Built in 1914, the Smith Tower was the tallest structure west of the Mississippi upon its completion. No expense was spared in the construction of this ambitious 462-foot building, with interiors finished in rich materials and ornate detailing. Today, this iconic figure in the Seattle skyline houses offices and commercial spaces topped by an observation deck on the 35th floor, and above that a one-of-a-kind two-story penthouse apartment tucked into the pyramid-shaped peak.

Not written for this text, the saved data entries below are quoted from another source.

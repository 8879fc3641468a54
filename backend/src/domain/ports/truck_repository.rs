//! Port for truck queue entries and their alert ledger.

use async_trait::async_trait;
use chrono::{DateTime, NaiveDate, Utc};

use crate::domain::{
    LineType, NewTruck, NotificationKind, PhoneNumber, QueueCode, SiteId, Truck, TruckChange,
    TruckId,
};

use super::define_port_error;

define_port_error! {
    /// Errors raised by truck repository adapters.
    pub enum TruckRepositoryError for "truck repository" {
        /// The truck does not exist.
        NotFound { id: i64 } => "truck {id} not found" as not_found,
    }
}

/// Truck queue storage.
///
/// Each `(site, date, phone)` has at most one current entry, replaced when a
/// new row is created for the same triple. Older rows remain for history.
#[cfg_attr(test, mockall::automock)]
#[async_trait]
pub trait TruckRepository: Send + Sync {
    /// Truck by identifier.
    async fn find_truck(&self, id: TruckId) -> Result<Option<Truck>, TruckRepositoryError>;

    /// Current entry for a phone on a date, at one site or, when `site_id`
    /// is `None`, the most recently created across sites.
    async fn current_entry(
        &self,
        date: NaiveDate,
        phone: &PhoneNumber,
        site_id: Option<SiteId>,
    ) -> Result<Option<Truck>, TruckRepositoryError>;

    /// Insert a row and make it the current entry for its triple.
    async fn create_truck(&self, truck: NewTruck) -> Result<Truck, TruckRepositoryError>;

    /// Apply `change` to the stored row while holding it and return the
    /// result. Timestamps already stamped by another writer are kept.
    async fn apply_change(
        &self,
        id: TruckId,
        change: TruckChange,
    ) -> Result<Truck, TruckRepositoryError>;

    /// Latest row at a site on a date carrying `code`.
    async fn find_by_queue_code(
        &self,
        site_id: SiteId,
        date: NaiveDate,
        code: &QueueCode,
    ) -> Result<Option<Truck>, TruckRepositoryError>;

    /// All rows for a site and date, ordered by id.
    async fn list_trucks_for_day(
        &self,
        site_id: SiteId,
        date: NaiveDate,
    ) -> Result<Vec<Truck>, TruckRepositoryError>;

    /// Rows for a site across an inclusive date range, optionally one line.
    async fn list_trucks_in_range(
        &self,
        site_id: SiteId,
        start: NaiveDate,
        end: NaiveDate,
        line_type: Option<LineType>,
    ) -> Result<Vec<Truck>, TruckRepositoryError>;

    /// Whether an alert of `kind` was recorded for the truck.
    async fn has_notification(
        &self,
        truck_id: TruckId,
        kind: NotificationKind,
    ) -> Result<bool, TruckRepositoryError>;

    /// Append an alert to the ledger.
    async fn record_notification(
        &self,
        truck_id: TruckId,
        kind: NotificationKind,
        message: &str,
        now: DateTime<Utc>,
    ) -> Result<(), TruckRepositoryError>;

    /// Stamp `eta_prompted_at` and record an `ETA_EXPIRED` alert together.
    /// Does nothing and returns `false` unless the truck is still `EN_ROUTE`
    /// with an unprompted promise due before `now`, so a promise renewed
    /// after the tick read the row stays armed.
    async fn mark_eta_prompted(
        &self,
        truck_id: TruckId,
        message: &str,
        now: DateTime<Utc>,
    ) -> Result<bool, TruckRepositoryError>;
}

Originally housing the building’s water tank and converted into a makeshift apartment in the 70s, this latest conversion updates the space into a luxurious penthouse. The design opens up the floor plan so all spaces within the uniquely shaped volume can flow together. A large pivot door provides separation for the bedroom suite, as desired. A rich yet simple material palette consists of stained oak wall panels, blackened steel guardrails and light switch towers, and warm grey quartz counters and tile. Flooring throughout was upgraded to stained engineered oak planks, with a moat of polished black pebbles filling in the irregular space between the new floor and the undulating perimeter of the existing structure. All new design elements—including wall panels, shower glass, and railings—are modular for ease of installation. Exposed exterior concrete walls and ceilings were painted white to reflect light and stand in contrast to the rich finishes of the new interior walls. LED strip lighting along the perimeter of the space provide a wash of soft light along the canted walls. Small, triangular-shaped windows punctuate the perimeter walls of both floors, granting 360-degree views of the Olympics, Elliott Bay, and the city of Seattle.
The bedroom suite occupies the L-shaped perimeter of the entry floor. A central core of oak casework houses closet space and an upgraded bathroom, including a water closet with frosted glass doors, an oak vanity, and a walk-in shower. Window seats, set within window openings, were upgraded, and fitted with access to additional storage and mechanical systems.
The pyramidal second floor houses the primary living functions, a combination kitchen-dining-living area, topped by stairs and a catwalk to the lantern room, which features a glass and steel ball at the very top of the building. The team replaced the entire kitchen with two low counters that include undercounter refrigerator and freezer drawers, upgraded appliances, and bar seating for social gathering. The low profile and bright finishes complement the space without distracting from the overall volume. A custom-designed and -fabricated luminary by Electric Coffin is suspended in the center of the space.